------ Records for the task

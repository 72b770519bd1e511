//! Nuclide definitions needed for the composition cards

// external crates
use serde::{Deserialize, Serialize};

/// Broad classification used for the nuclide summary
///
/// `Dummy` nuclides have no neutronic significance and are left out of the
/// input entirely.
#[derive(Debug, Clone, Copy, PartialEq, Eq, Default, Deserialize, Serialize)]
#[serde(rename_all = "kebab-case")]
pub enum NuclideKind {
    Fissile,
    Fertile,
    #[default]
    Other,
    Dummy,
}

impl NuclideKind {
    /// Type identifier written to the summary block
    pub fn type_id(&self) -> &'static str {
        match self {
            Self::Fissile => "FISS",
            Self::Fertile => "FERT",
            Self::Other | Self::Dummy => "",
        }
    }
}

/// A nuclide as known to the cross section library
#[derive(Debug, Clone, PartialEq, Deserialize, Serialize)]
pub struct Nuclide {
    /// Name used as the composition key, e.g. `U235`
    pub name: String,
    /// Short library label that the cross section suffix is appended to
    pub label: String,
    /// Identifier of the nuclide in the library
    pub lib_id: String,
    /// Atomic weight (amu)
    pub weight: f64,
    #[serde(default)]
    pub kind: NuclideKind,
}

impl Nuclide {
    /// Label as it appears in ISOTXS for a given suffix
    ///
    /// ```rust
    /// # use dif3d::model::{Nuclide, NuclideKind};
    /// let u235 = Nuclide {
    ///     name: "U235".into(),
    ///     label: "U235".into(),
    ///     lib_id: "U235_7".into(),
    ///     weight: 235.04,
    ///     kind: NuclideKind::Fissile,
    /// };
    /// assert_eq!(u235.isotxs_label("AA"), "U235AA");
    /// ```
    pub fn isotxs_label(&self, suffix: &str) -> String {
        format!("{}{}", self.label, suffix)
    }

    /// Dummy nuclides never make it into the input
    pub fn is_skipped(&self) -> bool {
        self.kind == NuclideKind::Dummy
    }
}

------------

▶ What you will do
Could you write out all the entries word for word?

▶ Task answer
repository 72b770519bd1e511
//! Nuclide definitions needed for the composition cards

// external crates
use serde::{Deserialize, Serialize};

/// Broad classification used for the nuclide summary
///
/// `Dummy` nuclides have no neutronic significance and are left out of the
/// input entirely.
#[derive(Debug, Clone, Copy, PartialEq, Eq, Default, Deserialize, Serialize)]
#[serde(rename_all = "kebab-case")]
pub enum NuclideKind {
    Fissile,
    Fertile,
    #[default]
    Other,
    Dummy,
}

impl NuclideKind {
    /// Type identifier written to the summary block
    pub fn type_id(&self) -> &'static str {
        match self {
            Self::Fissile => "FISS",
            Self::Fertile => "FERT",
            Self::Other | Self::Dummy => "",
        }
    }
}

/// A nuclide as known to the cross section library
#[derive(Debug, Clone, PartialEq, Deserialize, Serialize)]
pub struct Nuclide {
    /// Name used as the composition key, e.g. `U235`
    pub name: String,
    /// Short library label that the cross section suffix is appended to
    pub label: String,
    /// Identifier of the nuclide in the library
    pub lib_id: String,
    /// Atomic weight (amu)
    pub weight: f64,
    #[serde(default)]
    pub kind: NuclideKind,
}

impl Nuclide {
    /// Label as it appears in ISOTXS for a given suffix
    ///
    /// ```rust
    /// # use dif3d::model::{Nuclide, NuclideKind};
    /// let u235 = Nuclide {
    ///     name: "U235".into(),
    ///     label: "U235".into(),
    ///     lib_id: "U235_7".into(),
    ///     weight: 235.04,
    ///     kind: NuclideKind::Fissile,
    /// };
    /// assert_eq!(u235.isotxs_label("AA"), "U235AA");
    /// ```
    pub fn isotxs_label(&self, suffix: &str) -> String {
        format!("{}{}", self.label, suffix)
    }

    /// Dummy nuclides never make it into the input
    pub fn is_skipped(&self) -> bool {
        self.kind == NuclideKind::Dummy
    }
}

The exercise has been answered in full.